(Stored data)
_ _ _ _ _ _ _

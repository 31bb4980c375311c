//! Recognized container build descriptors

/// Compose descriptor names, in lookup order
pub const COMPOSE_DESCRIPTORS: [&str; 4] = [
    "compose.yaml",
    "compose.yml",
    "docker-compose.yml",
    "docker-compose.yaml",
];

/// Single-image build descriptor
pub const DOCKERFILE: &str = "Dockerfile";

/// How the application is built and started
#[derive(Debug, Clone, PartialEq, Eq)]
pub enum ProjectKind {
    /// Multi-service composition, started with `docker compose`
    Compose { descriptor: String },
    /// Single image built from a Dockerfile
    Dockerfile,
}

impl ProjectKind {
    pub fn descriptor(&self) -> &str {
        match self {
            ProjectKind::Compose { descriptor } => descriptor,
            ProjectKind::Dockerfile => DOCKERFILE,
        }
    }
}
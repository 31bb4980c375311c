//! Project Name Value Object
//!
//! The routing identity of a deployment. One name is reused as the
//! container name, image name, compose project, remote directory and
//! nginx site, so it is restricted to characters that are valid in all
//! of those places and safe inside a shell word.

use std::fmt;

/// Validated project name derived from the repository location
///
/// Always non-empty and made only of `[a-z0-9_-]`, starting and ending
/// with an alphanumeric character, with no two separators in a row.
/// That is the intersection of what compose project names and image
/// references accept.
#[derive(Debug, Clone, PartialEq, Eq, Hash)]
pub struct ProjectName(String);

impl ProjectName {
    /// Derive a project name from a repository URL
    ///
    /// Takes the last path segment, drops a `.git` suffix and sanitizes
    /// the rest.
    ///
    /// ```
    /// use hoist::domain::value_objects::ProjectName;
    ///
    /// let name = ProjectName::from_repository("https://example.com/acme.git").unwrap();
    /// assert_eq!(name.as_str(), "acme");
    /// ```
    pub fn from_repository(repository: &str) -> Option<Self> {
        let trimmed = repository.trim().trim_end_matches('/');
        let segment = trimmed
            .rsplit(|c: char| c == '/' || c == ':')
            .next()
            .unwrap_or(trimmed);
        let segment = segment.strip_suffix(".git").unwrap_or(segment);
        Self::sanitize(segment)
    }

    /// Build a project name from arbitrary text, sanitizing it
    ///
    /// Letters are lowercased. Every run of other characters becomes one
    /// separator: `_` when the run was only underscores, `-` otherwise.
    /// Leading and trailing runs are dropped.
    pub fn sanitize(raw: &str) -> Option<Self> {
        let mut name = String::with_capacity(raw.len());
        // separator run pending since the last alphanumeric
        let mut pending: Option<char> = None;

        for c in raw.chars() {
            let c = c.to_ascii_lowercase();
            if c.is_ascii_alphanumeric() {
                if let Some(sep) = pending.take() {
                    if !name.is_empty() {
                        name.push(sep);
                    }
                }
                name.push(c);
            } else {
                pending = match (pending, c) {
                    (None, '_') | (Some('_'), '_') => Some('_'),
                    _ => Some('-'),
                };
            }
        }

        if name.is_empty() {
            return None;
        }
        Some(Self(name))
    }

    pub fn as_str(&self) -> &str {
        &self.0
    }

    /// Image reference built from this project (`<name>:latest`)
    pub fn image_tag(&self) -> String {
        format!("{}:latest", self.0)
    }
}

impl fmt::Display for ProjectName {
    fn fmt(&self, f: &mut fmt::Formatter<'_>) -> fmt::Result {
        f.write_str(&self.0)
    }
}

impl AsRef<str> for ProjectName {
    fn as_ref(&self) -> &str {
        &self.0
    }
}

_ _ _ _ _ _ _

Keeping every character as it is, restate the lines above that run from the line with "Multi-service composition, started" through the line with "reused as the", both included, and nothing else.

    /// Multi-service composition, started with `docker compose`
    Compose { descriptor: String },
    /// Single image built from a Dockerfile
    Dockerfile,
}

impl ProjectKind {
    pub fn descriptor(&self) -> &str {
        match self {
            ProjectKind::Compose { descriptor } => descriptor,
            ProjectKind::Dockerfile => DOCKERFILE,
        }
    }
}
repository 31bb4980c375311c
//! Project Name Value Object
//!
//! The routing identity of a deployment. One name is reused as the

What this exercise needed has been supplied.